* [EXERCISE DIRECTIONS] Copy every line from the records below that holds the word "StorageKey".

* [EXTRACTED INFORMATION]
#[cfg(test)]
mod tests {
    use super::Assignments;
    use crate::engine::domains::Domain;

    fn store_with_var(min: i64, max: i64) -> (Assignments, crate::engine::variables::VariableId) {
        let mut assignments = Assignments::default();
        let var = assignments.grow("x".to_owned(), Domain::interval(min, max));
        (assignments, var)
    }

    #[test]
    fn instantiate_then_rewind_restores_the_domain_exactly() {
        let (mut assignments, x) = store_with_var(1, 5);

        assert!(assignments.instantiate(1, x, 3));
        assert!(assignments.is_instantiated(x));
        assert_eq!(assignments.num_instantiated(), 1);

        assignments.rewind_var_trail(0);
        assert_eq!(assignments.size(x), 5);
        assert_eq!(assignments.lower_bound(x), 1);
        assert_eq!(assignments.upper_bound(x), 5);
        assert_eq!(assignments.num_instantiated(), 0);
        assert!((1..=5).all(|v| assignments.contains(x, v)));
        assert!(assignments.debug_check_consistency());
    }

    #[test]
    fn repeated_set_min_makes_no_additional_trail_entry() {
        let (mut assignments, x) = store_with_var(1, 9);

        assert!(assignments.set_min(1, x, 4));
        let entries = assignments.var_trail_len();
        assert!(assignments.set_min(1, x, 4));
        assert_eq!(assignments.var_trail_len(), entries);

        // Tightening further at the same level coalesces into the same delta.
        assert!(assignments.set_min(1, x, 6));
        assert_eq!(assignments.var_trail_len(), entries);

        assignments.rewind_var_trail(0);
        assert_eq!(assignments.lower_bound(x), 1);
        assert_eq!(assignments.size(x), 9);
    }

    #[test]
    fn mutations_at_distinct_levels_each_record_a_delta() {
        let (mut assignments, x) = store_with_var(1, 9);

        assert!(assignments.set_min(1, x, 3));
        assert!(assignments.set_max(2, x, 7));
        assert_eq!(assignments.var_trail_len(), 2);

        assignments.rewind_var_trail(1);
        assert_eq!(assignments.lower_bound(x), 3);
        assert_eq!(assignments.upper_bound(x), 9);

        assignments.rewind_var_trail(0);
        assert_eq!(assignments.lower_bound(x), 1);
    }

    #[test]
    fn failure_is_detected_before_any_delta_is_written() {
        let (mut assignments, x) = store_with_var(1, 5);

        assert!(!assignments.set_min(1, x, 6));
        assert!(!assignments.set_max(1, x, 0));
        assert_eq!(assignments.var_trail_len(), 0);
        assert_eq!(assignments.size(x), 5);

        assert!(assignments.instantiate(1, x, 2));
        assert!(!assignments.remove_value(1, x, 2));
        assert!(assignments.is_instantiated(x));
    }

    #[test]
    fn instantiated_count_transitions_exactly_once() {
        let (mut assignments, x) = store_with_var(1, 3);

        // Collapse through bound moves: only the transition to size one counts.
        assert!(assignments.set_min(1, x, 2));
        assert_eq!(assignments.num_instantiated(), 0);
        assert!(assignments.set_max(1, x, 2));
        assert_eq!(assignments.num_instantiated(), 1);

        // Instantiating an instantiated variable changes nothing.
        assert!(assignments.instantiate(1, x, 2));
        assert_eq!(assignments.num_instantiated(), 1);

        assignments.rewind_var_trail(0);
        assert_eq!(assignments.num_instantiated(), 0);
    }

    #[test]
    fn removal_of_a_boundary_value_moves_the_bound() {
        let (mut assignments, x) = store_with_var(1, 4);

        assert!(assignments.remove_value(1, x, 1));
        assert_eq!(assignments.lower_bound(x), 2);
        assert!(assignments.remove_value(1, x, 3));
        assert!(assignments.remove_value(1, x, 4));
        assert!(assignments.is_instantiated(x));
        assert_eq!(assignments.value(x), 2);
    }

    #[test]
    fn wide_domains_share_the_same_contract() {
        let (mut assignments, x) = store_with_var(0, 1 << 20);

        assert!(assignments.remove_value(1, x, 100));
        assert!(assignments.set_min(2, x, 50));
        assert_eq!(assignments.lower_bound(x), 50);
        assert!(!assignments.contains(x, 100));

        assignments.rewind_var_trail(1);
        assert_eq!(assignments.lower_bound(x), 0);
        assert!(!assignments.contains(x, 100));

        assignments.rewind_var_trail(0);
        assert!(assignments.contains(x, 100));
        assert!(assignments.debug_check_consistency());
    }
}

--

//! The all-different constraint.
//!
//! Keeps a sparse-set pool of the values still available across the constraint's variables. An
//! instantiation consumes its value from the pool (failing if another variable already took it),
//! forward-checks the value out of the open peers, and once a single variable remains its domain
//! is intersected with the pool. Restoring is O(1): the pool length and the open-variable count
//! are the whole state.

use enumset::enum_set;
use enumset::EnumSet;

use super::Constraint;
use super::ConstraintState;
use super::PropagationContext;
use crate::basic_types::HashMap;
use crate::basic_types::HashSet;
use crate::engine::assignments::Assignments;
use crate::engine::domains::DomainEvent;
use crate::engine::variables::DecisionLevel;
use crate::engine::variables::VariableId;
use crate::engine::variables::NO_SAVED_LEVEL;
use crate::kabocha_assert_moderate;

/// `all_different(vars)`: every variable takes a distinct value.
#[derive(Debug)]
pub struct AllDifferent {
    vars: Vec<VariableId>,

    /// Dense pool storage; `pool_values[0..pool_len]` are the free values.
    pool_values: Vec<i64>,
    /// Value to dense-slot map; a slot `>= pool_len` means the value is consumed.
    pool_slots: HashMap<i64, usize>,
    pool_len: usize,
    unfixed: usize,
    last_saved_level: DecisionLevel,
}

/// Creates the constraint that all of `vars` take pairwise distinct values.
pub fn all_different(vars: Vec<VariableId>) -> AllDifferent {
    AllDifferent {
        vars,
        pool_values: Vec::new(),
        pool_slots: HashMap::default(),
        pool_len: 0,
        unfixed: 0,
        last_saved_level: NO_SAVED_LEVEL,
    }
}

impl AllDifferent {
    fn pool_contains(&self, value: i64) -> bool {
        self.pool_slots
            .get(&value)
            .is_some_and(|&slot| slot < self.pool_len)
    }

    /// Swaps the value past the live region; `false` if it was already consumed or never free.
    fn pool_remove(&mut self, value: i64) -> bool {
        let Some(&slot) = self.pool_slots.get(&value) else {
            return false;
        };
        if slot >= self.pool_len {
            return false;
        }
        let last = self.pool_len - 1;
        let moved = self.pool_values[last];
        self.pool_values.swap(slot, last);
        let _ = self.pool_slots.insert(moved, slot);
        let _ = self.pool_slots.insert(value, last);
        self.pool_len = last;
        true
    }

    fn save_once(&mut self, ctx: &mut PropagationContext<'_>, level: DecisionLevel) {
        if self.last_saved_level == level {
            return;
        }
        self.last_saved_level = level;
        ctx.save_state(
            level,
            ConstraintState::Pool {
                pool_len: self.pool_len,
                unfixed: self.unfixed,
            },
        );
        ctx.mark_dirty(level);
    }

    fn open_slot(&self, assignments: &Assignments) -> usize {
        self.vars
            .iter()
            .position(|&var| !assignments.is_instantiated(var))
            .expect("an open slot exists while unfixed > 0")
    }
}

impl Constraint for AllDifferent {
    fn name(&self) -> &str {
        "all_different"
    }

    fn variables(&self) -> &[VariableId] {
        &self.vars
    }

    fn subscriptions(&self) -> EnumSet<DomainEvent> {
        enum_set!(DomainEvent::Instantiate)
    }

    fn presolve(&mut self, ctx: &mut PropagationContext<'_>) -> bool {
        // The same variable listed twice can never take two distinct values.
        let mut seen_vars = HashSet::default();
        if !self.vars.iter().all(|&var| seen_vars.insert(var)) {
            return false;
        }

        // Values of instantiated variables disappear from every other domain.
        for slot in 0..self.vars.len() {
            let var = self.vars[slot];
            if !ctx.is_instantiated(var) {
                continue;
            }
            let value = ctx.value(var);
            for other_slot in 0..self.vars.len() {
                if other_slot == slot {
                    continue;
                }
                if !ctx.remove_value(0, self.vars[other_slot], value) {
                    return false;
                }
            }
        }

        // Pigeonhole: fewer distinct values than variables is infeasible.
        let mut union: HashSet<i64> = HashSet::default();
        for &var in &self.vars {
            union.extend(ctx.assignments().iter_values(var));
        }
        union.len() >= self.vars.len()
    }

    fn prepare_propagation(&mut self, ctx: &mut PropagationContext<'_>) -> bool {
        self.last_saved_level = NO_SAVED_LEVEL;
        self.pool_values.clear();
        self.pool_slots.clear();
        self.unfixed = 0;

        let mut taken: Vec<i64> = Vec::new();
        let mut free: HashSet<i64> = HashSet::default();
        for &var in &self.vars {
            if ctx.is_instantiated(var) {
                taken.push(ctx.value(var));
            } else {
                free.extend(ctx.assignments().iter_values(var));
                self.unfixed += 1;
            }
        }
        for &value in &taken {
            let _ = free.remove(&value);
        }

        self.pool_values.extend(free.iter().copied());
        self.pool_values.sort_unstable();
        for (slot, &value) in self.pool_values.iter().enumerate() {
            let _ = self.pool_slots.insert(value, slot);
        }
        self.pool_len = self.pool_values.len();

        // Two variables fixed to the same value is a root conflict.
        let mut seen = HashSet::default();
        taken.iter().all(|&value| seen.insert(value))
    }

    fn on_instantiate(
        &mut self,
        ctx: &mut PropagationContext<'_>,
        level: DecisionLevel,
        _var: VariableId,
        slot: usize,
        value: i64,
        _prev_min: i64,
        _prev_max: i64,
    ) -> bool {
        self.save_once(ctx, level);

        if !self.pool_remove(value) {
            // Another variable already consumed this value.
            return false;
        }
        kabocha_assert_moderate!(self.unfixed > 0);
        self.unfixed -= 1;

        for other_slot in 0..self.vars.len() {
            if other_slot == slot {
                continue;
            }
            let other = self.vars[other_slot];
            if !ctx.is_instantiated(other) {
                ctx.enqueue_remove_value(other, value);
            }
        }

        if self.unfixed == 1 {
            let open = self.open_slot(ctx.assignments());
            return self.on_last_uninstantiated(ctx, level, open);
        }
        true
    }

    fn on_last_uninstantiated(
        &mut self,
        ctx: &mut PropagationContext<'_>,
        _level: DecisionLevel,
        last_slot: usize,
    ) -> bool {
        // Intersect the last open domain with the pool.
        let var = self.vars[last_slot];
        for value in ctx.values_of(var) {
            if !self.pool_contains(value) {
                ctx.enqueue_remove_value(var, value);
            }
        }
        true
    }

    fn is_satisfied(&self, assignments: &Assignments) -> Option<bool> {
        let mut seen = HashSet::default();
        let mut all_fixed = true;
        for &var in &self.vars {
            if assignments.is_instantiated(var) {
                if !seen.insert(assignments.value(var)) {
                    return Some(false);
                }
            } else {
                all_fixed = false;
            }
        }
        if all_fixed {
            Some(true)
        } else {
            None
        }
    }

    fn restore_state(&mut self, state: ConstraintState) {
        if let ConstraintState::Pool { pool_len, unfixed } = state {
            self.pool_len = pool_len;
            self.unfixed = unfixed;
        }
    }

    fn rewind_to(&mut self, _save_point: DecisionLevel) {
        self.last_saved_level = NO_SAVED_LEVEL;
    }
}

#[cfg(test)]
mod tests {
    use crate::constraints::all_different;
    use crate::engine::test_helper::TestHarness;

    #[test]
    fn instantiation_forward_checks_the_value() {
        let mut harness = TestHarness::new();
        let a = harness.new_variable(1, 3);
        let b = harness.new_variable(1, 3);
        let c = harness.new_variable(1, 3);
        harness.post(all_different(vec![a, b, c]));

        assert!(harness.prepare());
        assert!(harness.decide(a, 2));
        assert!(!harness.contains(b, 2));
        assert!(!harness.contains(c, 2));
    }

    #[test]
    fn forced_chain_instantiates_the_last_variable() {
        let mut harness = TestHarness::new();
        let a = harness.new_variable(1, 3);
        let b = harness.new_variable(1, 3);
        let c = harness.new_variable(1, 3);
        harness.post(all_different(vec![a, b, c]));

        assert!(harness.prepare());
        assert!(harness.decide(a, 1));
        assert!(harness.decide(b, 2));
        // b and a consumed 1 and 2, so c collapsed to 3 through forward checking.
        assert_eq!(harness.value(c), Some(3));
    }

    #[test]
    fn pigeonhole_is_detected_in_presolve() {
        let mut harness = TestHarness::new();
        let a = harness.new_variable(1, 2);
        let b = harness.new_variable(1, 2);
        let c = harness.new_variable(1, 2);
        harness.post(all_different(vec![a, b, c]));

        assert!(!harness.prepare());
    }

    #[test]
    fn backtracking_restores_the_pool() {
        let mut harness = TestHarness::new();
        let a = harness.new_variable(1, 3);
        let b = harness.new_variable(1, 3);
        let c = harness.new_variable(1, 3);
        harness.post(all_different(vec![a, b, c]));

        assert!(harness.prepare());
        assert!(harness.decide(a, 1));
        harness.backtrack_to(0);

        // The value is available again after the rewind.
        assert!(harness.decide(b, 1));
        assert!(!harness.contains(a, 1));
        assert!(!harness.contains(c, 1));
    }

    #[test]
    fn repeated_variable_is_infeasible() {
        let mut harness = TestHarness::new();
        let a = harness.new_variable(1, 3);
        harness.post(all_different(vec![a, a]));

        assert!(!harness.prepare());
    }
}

...

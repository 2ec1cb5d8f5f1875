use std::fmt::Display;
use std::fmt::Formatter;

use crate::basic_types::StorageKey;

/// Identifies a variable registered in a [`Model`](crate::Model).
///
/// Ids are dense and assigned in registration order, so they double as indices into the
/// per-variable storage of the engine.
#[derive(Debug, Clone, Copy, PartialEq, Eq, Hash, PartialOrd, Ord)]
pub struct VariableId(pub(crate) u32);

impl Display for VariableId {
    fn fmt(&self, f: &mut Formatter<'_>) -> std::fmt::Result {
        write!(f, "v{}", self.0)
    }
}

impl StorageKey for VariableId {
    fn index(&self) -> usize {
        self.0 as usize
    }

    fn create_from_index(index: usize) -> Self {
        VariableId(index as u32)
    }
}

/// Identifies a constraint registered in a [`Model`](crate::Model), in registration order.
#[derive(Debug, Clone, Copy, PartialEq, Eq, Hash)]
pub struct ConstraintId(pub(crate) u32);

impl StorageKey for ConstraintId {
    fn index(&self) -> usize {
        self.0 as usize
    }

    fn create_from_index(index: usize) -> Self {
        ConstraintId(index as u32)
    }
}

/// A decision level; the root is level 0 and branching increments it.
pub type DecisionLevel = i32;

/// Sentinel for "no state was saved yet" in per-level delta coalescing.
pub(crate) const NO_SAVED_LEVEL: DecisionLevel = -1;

* [TASK ANSWER]
use crate::basic_types::StorageKey;
impl StorageKey for VariableId {
impl StorageKey for ConstraintId {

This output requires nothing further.